Moles compare substances

The balanced equation compares substances using coefficients in moles.

Finish

Product mass is predicted

Theoretical yield is the mass predicted by the balanced equation.

Why it matters

A balanced equation becomes a laboratory recipe

Chemists do not count molecules one by one. They measure mass, convert that mass to moles, and then use the balanced equation to predict another mass.

2H₂ + O₂ → 2H₂O

The equation tells us that \(2\ \mathrm{mol}\) H₂ form \(2\ \mathrm{mol}\) H₂O, but the lab balance gives grams. Molar mass connects the two.

Mass-to-mass calculations help predict

how much product should form,
how much reactant is required,
whether one reactant is limiting,
how experimental yield compares to theory.

Core concept

Grams cannot be compared directly by coefficients

The coefficients in a balanced equation compare particles or moles, not grams. Before using a mole ratio, convert the given mass into moles.

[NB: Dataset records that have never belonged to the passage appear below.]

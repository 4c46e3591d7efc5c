//! The node aggregate.
//!
//! A [`Node`] wires the subsystems together — database, bucket store,
//! ledger manager, history manager, catchup — and owns the policy glue
//! between them: recording closed ledgers into history, queueing
//! checkpoints at boundaries, detecting when buffered externalizations
//! call for an online catchup, and running catchups. Work units receive
//! the pieces they need explicitly; nothing here is global.

use std::sync::Arc;

use parking_lot::Mutex;
use quill_bucket::BucketStore;
use quill_common::{AccountId, Hash256, MeterRegistry, StatusManager, TmpDirManager};
use quill_db::Database;
use quill_history::{
    ArchiveManager, CatchupConfiguration, CatchupManager, CatchupMode, CheckpointScheme,
    HistoryArchiveState, HistoryError, HistoryManager, Result,
};
use quill_ledger::{
    ExternalizeOutcome, LedgerCloseData, LedgerHeaderHistoryEntry, LedgerManager, TxSet,
    GENESIS_LEDGER_SEQ,
};
use tracing::{info, warn};

use crate::Config;

/// Name of the account created at genesis.
pub const ROOT_ACCOUNT: &str = "root";

struct PendingCatchup {
    target: u32,
    top_anchor: Option<Hash256>,
}

/// One running node.
pub struct Node {
    config: Config,
    scheme: CheckpointScheme,
    store: BucketStore,
    meters: MeterRegistry,
    status: StatusManager,
    archives: Arc<ArchiveManager>,
    history: HistoryManager,
    catchup: CatchupManager,
    lm: Arc<tokio::sync::Mutex<LedgerManager>>,
    tmp: TmpDirManager,
    pending_catchup: Mutex<Option<PendingCatchup>>,
    last_catchup_error: Mutex<Option<HistoryError>>,
}

impl Node {
    /// Build a node with a fresh in-memory database.
    pub fn new(config: Config) -> Result<Self> {
        let db = Arc::new(Database::open_in_memory()?);
        Self::with_database(config, db)
    }

    /// Build a node on an existing database, e.g. to resume a durable
    /// publish queue after a restart.
    pub fn with_database(config: Config, db: Arc<Database>) -> Result<Self> {
        let scheme = config.checkpoint_scheme();
        let store = BucketStore::new();
        let meters = MeterRegistry::new();
        let status = StatusManager::new();
        let archives = Arc::new(ArchiveManager::new(config.archive_configs()));
        let history = HistoryManager::new(
            db,
            archives.clone(),
            store.clone(),
            meters.clone(),
            status.clone(),
            scheme,
        );
        let catchup = CatchupManager::new(
            archives.clone(),
            store.clone(),
            meters.clone(),
            status.clone(),
            scheme,
            config.ledger_protocol_version,
        );
        let lm = Arc::new(tokio::sync::Mutex::new(LedgerManager::new(
            store.clone(),
            config.ledger_protocol_version,
        )));
        Ok(Self {
            config,
            scheme,
            store,
            meters,
            status,
            archives,
            history,
            catchup,
            lm,
            tmp: TmpDirManager::new()?,
            pending_catchup: Mutex::new(None),
            last_catchup_error: Mutex::new(None),
        })
    }

    /// Create the genesis ledger. When the configuration says not to use
    /// config genesis and a readable archive is available, the node then
    /// jumps to the archive's most recent published state.
    pub async fn initialize(&self) -> Result<()> {
        {
            let mut lm = self.lm.lock().await;
            let genesis = lm
                .initialize_genesis(
                    AccountId::new(ROOT_ACCOUNT),
                    self.config.root_account_balance,
                )
                .await?;
            self.history
                .on_ledger_closed(genesis, TxSet::new(Hash256::ZERO));
        }

        if !self.config.use_config_for_genesis {
            if let Ok(archive) = self.archives.readable_archive() {
                let scratch = self.tmp.tmp_dir("root-has-")?;
                let root = archive.get_root_has(scratch.path()).await?;
                if root.current_ledger > GENESIS_LEDGER_SEQ {
                    info!(
                        ledger = root.current_ledger,
                        "deriving starting state from archive"
                    );
                    self.catchup_offline_with_mode(root.current_ledger, CatchupMode::Recent(0))
                        .await?;
                }
            }
        }
        Ok(())
    }

    pub fn config(&self) -> &Config {
        &self.config
    }

    pub fn scheme(&self) -> CheckpointScheme {
        self.scheme
    }

    pub fn meters(&self) -> &MeterRegistry {
        &self.meters
    }

    pub fn status(&self) -> &StatusManager {
        &self.status
    }

    pub fn store(&self) -> &BucketStore {
        &self.store
    }

    pub fn history(&self) -> &HistoryManager {
        &self.history
    }

    pub fn archives(&self) -> &ArchiveManager {
        &self.archives
    }

    pub fn ledger_manager(&self) -> Arc<tokio::sync::Mutex<LedgerManager>> {
        self.lm.clone()
    }

    pub fn tmp_dirs(&self) -> &TmpDirManager {
        &self.tmp
    }

    /// Close one ledger directly (the validator path): apply the close
    /// data, record it for history, and queue a checkpoint if this close
    /// landed on a boundary.
    pub async fn close_ledger(&self, close_data: LedgerCloseData) -> Result<LedgerHeaderHistoryEntry> {
        let mut lm = self.lm.lock().await;
        let header = lm.close_ledger(&close_data).await?;
        self.history
            .on_ledger_closed(header.clone(), close_data.tx_set.clone());
        self.history.maybe_queue_checkpoint(&lm)?;
        Ok(header)
    }

    /// Handle an externalized consensus value. In-order values close
    /// directly; out-of-order values are buffered, and once a buffered
    /// ledger reaches the first ledger of a new checkpoint (the trigger)
    /// the node arms an online catchup to the checkpoint below it.
    pub async fn value_externalized(&self, close_data: LedgerCloseData) -> Result<ExternalizeOutcome> {
        let tx_set = close_data.tx_set.clone();
        let mut lm = self.lm.lock().await;
        let outcome = lm.value_externalized(close_data).await?;

        match outcome {
            ExternalizeOutcome::Closed => {
                let header = lm.last_closed();
                self.history.on_ledger_closed(header, tx_set);
                self.history.maybe_queue_checkpoint(&lm)?;
            }
            ExternalizeOutcome::Buffered if lm.is_synced() => {
                let buffered = lm.buffered_seqs();
                let first = *buffered.first().expect("just buffered");
                let trigger = self.scheme.next_checkpoint_ledger(first);
                if buffered.iter().any(|seq| *seq >= trigger) {
                    let top_anchor = lm
                        .buffered_close_data(trigger)
                        .map(|lcd| lcd.tx_set.previous_ledger_hash);
                    lm.start_catchup()?;
                    info!(
                        trigger,
                        target = trigger - 1,
                        "buffered ledgers crossed a checkpoint boundary, arming catchup"
                    );
                    *self.pending_catchup.lock() = Some(PendingCatchup {
                        target: trigger - 1,
                        top_anchor,
                    });
                }
            }
            _ => {}
        }
        Ok(outcome)
    }

    pub fn has_pending_catchup(&self) -> bool {
        self.pending_catchup.lock().is_some()
    }

    /// Run the catchup armed by `value_externalized`. On success the
    /// buffer is drained and the node waits for the closing ledger; on
    /// failure the ledger manager returns to its previous LCL.
    pub async fn run_pending_catchup(&self) -> Result<bool> {
        let Some(pending) = self.pending_catchup.lock().take() else {
            return Ok(false);
        };
        let config =
            CatchupConfiguration::online(pending.target, self.config.catchup_mode());
        match self
            .catchup
            .run_catchup(self.lm.clone(), &config, pending.top_anchor)
            .await
        {
            Ok(()) => {
                self.lm.lock().await.finish_catchup_applying().await?;
                Ok(true)
            }
            Err(e) => {
                warn!(target = pending.target, error = %e, "online catchup failed");
                self.lm.lock().await.fail_catchup();
                *self.last_catchup_error.lock() = Some(e);
                Ok(false)
            }
        }
    }

    /// Operator-driven catchup to a target ledger, using the configured
    /// catchup mode. Returns whether the node ended up synced at the
    /// target.
    pub async fn catchup_offline(&self, to_ledger: u32) -> Result<bool> {
        self.catchup_offline_with_mode(to_ledger, self.config.catchup_mode())
            .await
    }

    async fn catchup_offline_with_mode(&self, to_ledger: u32, mode: CatchupMode) -> Result<bool> {
        let config = CatchupConfiguration::offline(to_ledger, mode);
        self.lm.lock().await.start_catchup()?;
        match self.catchup.run_catchup(self.lm.clone(), &config, None).await {
            Ok(()) => {
                self.lm.lock().await.complete_offline_catchup();
                Ok(true)
            }
            Err(e) => {
                warn!(target = to_ledger, error = %e, "offline catchup failed");
                self.lm.lock().await.fail_catchup();
                *self.last_catchup_error.lock() = Some(e);
                Ok(false)
            }
        }
    }

    /// The error that failed the most recent catchup, if any.
    pub fn take_last_catchup_error(&self) -> Option<HistoryError> {
        self.last_catchup_error.lock().take()
    }

    /// Publish queued checkpoints.
    pub async fn publish_queued_history(&self) -> Result<usize> {
        self.history.publish_queued_history().await
    }

    /// Initialize a named archive with this node's current state as the
    /// root state.
    pub async fn initialize_archive(&self, name: &str) -> Result<()> {
        let root_has = {
            let lm = self.lm.lock().await;
            HistoryArchiveState::from_snapshot(
                lm.last_closed_seq(),
                &lm.bucket_list().snapshot(),
                Some("quill".to_string()),
            )
        };
        let scratch = self.tmp.tmp_dir("archive-init-")?;
        self.archives
            .initialize_archive(name, &root_has, scratch.path())
            .await
    }
}

#[cfg(test)]
mod tests {
    use super::*;

    async fn node() -> Node {
        let node = Node::new(Config::test_default()).unwrap();
        node.initialize().await.unwrap();
        node
    }

    async fn next_close_data(node: &Node, seq_offset: u32) -> LedgerCloseData {
        let lm = node.ledger_manager();
        let lcl = lm.lock().await.last_closed();
        LedgerCloseData::new(
            lcl.ledger_seq() + seq_offset,
            TxSet::new(lcl.hash),
            (lcl.ledger_seq() + seq_offset) as u64 * 10,
        )
    }

    #[tokio::test]
    async fn test_initialize_creates_genesis() {
        let node = node().await;
        let lm = node.ledger_manager();
        let lm = lm.lock().await;
        assert_eq!(lm.last_closed_seq(), GENESIS_LEDGER_SEQ);
        assert!(lm.is_synced());
        assert!(lm.account(&AccountId::new(ROOT_ACCOUNT)).is_some());
    }

    #[tokio::test]
    async fn test_externalize_in_order_closes() {
        let node = node().await;
        let lcd = next_close_data(&node, 1).await;
        let outcome = node.value_externalized(lcd).await.unwrap();
        assert_eq!(outcome, ExternalizeOutcome::Closed);
        assert!(!node.has_pending_catchup());
    }

    #[tokio::test]
    async fn test_buffered_ledger_below_trigger_does_not_arm_catchup() {
        let node = node().await;
        // First buffered ledger is 3; the trigger is the next checkpoint
        // boundary at 8, so nothing arms yet.
        let lcd = next_close_data(&node, 2).await;
        let outcome = node.value_externalized(lcd).await.unwrap();
        assert_eq!(outcome, ExternalizeOutcome::Buffered);
        assert!(!node.has_pending_catchup());
    }

    #[tokio::test]
    async fn test_trigger_ledger_arms_catchup() {
        let node = node().await;
        // Buffer ledgers 3..=8; 8 is the trigger (next checkpoint ledger
        // after 3), so catchup to 7 is armed.
        for seq in 3..=8u32 {
            let lcd = LedgerCloseData::new(seq, TxSet::new(Hash256::hash(b"x")), seq as u64);
            node.value_externalized(lcd).await.unwrap();
        }
        assert!(node.has_pending_catchup());
    }

    #[tokio::test]
    async fn test_no_archive_means_no_queue() {
        let node = node().await;
        for _ in 0..10 {
            let lcd = next_close_data(&node, 1).await;
            node.close_ledger(lcd).await.unwrap();
        }
        assert_eq!(node.history().publish_queue_length().unwrap(), 0);
        assert_eq!(node.history().publish_queued_count(), 0);
    }
}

\[ \mathrm{grams\ given} \rightarrow \mathrm{moles\ given} \rightarrow \mathrm{moles\ wanted} \rightarrow \mathrm{grams\ wanted} \]

For methane combustion, \(1\ \mathrm{mol}\) CH₄ forms \(1\ \mathrm{mol}\) CO₂ and \(2\ \mathrm{mol}\) H₂O.

Vocabulary

Quantities used in mass-to-mass stoichiometry

Quantity	Meaning	Formula or source	Typical unit
Mass	Amount measured on a balance	Given or calculated	g
Molar mass	Mass of \(1\ \mathrm{mol}\) of a substance	Periodic table and formula	g/mol
Moles	Counting unit for particles	\(n = \frac{m}{M}\)	mol
Mole ratio	Ratio between substances in a balanced equation	Coefficients	mol/mol
Theoretical yield	Maximum product mass predicted by calculation	Stoichiometry from limiting reactant	g

Main relationship

The mass-to-mass setup is dimensional analysis

A full mass-to-mass calculation multiplies conversion factors so unwanted units cancel.

\[ \mathrm{g\ A} \times \frac{1\ \mathrm{mol\ A}}{M_A\ \mathrm{g\ A}} \times \frac{b\ \mathrm{mol\ B}}{a\ \mathrm{mol\ A}} \times \frac{M_B\ \mathrm{g\ B}}{1\ \mathrm{mol\ B}} = \mathrm{g\ B} \]

First

Convert grams to moles

Use molar mass of the given substance.

Middle

Use mole ratio

Use coefficients from the balanced equation.

Last

Convert moles to grams

Use molar mass of the wanted substance.

Interactive simulation

Change reactant masses and predict product masses

Methane combustion

CH₄ + 2O₂ → CO₂ + 2H₂O

Mass of CH₄ 16.0 g

Mass of O₂ 80.0 g

Predicted amounts

mol CH₄ 0.998 mol

mol O₂ 2.50 mol

Limiting reactant CH4

Theoretical CO₂ 43.9 g

Theoretical H₂O 36.0 g

Excess left 16.1 g O2

CH₄ is limiting, so it controls the product masses.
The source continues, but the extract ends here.